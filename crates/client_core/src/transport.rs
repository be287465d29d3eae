//! HTTP boundary. Failures stop here and come out as `Error` responses.

use async_trait::async_trait;
use reqwest::Client;
use serde_json::Value;
use shared::{
    error::RequestFailed,
    protocol::{ColorRequest, ColorResponse, Method},
};
use tracing::{debug, warn};

#[async_trait]
pub trait ColorTransport: Send + Sync {
    async fn execute(&self, request: &ColorRequest) -> Result<ColorResponse, RequestFailed>;
}

#[derive(Debug, Clone, Default)]
pub struct HttpTransport {
    http: Client,
}

impl HttpTransport {
    pub fn new() -> Self {
        Self {
            http: Client::new(),
        }
    }

    pub fn with_client(http: Client) -> Self {
        Self { http }
    }
}

#[async_trait]
impl ColorTransport for HttpTransport {
    async fn execute(&self, request: &ColorRequest) -> Result<ColorResponse, RequestFailed> {
        let fail = |reason: String| RequestFailed::new(request.url.clone(), reason);

        let builder = match request.method {
            Method::Get => self.http.get(&request.url),
            Method::Post => self.http.post(&request.url),
            Method::Delete => self.http.delete(&request.url),
        };
        let builder = match &request.body {
            Some(body) => builder.json(body),
            None => builder,
        };

        let res = builder.send().await.map_err(|e| fail(e.to_string()))?;
        let status = res.status();
        if !status.is_success() {
            return Err(fail(format!("server answered {status}")));
        }

        let status_text = status.canonical_reason().unwrap_or_default().to_string();
        let bytes = res.bytes().await.map_err(|e| fail(e.to_string()))?;
        let body = if bytes.is_empty() {
            Value::Null
        } else {
            serde_json::from_slice(&bytes).map_err(|e| fail(format!("invalid json body: {e}")))?
        };

        debug!(request = %request.id, %status, "color request completed");
        Ok(ColorResponse::new(request, body, status_text))
    }
}

/// Runs a request and swaps any failure for the `Error` sentinel response.
pub async fn fetch_or_sentinel<T>(transport: &T, request: &ColorRequest) -> ColorResponse
where
    T: ColorTransport + ?Sized,
{
    match transport.execute(request).await {
        Ok(response) => response,
        Err(error) => {
            warn!(request = %request.id, %error, "color request failed");
            ColorResponse::error_for(request)
        }
    }
}

#[cfg(test)]
#[path = "tests/transport_tests.rs"]
mod tests;
use crate::{intent::Selector, reactor::ViewState};

/// Where view snapshots go. Also the only place default actions of links
/// (delete, cancel) can be suppressed.
pub trait RenderSurface: Send {
    fn render(&mut self, view: &ViewState);
    fn suppress_default(&mut self, selector: Selector);
}

#[derive(Debug, Default, Clone)]
pub struct RecordingSurface {
    pub frames: Vec<ViewState>,
    pub suppressed: Vec<Selector>,
}

impl RecordingSurface {
    pub fn last_frame(&self) -> Option<&ViewState> {
        self.frames.last()
    }
}

impl RenderSurface for RecordingSurface {
    fn render(&mut self, view: &ViewState) {
        self.frames.push(view.clone());
    }

    fn suppress_default(&mut self, selector: Selector) {
        self.suppressed.push(selector);
    }
}

/// Publishes the latest view over a watch channel; suppressed defaults are
/// only logged.
#[derive(Debug)]
pub struct WatchSurface {
    tx: tokio::sync::watch::Sender<Option<ViewState>>,
}

impl WatchSurface {
    pub fn new() -> (Self, tokio::sync::watch::Receiver<Option<ViewState>>) {
        let (tx, rx) = tokio::sync::watch::channel(None);
        (Self { tx }, rx)
    }
}

impl RenderSurface for WatchSurface {
    fn render(&mut self, view: &ViewState) {
        self.tx.send_replace(Some(view.clone()));
    }

    fn suppress_default(&mut self, selector: Selector) {
        tracing::debug!(selector = selector.as_str(), "default action suppressed");
    }
}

THE PROBLEM → The lines to return are those with the string "tracing" in them; copy each from the entries above.

OUTPUT BELOW →
use tracing::{debug, warn};
        tracing::debug!(selector = selector.as_str(), "default action suppressed");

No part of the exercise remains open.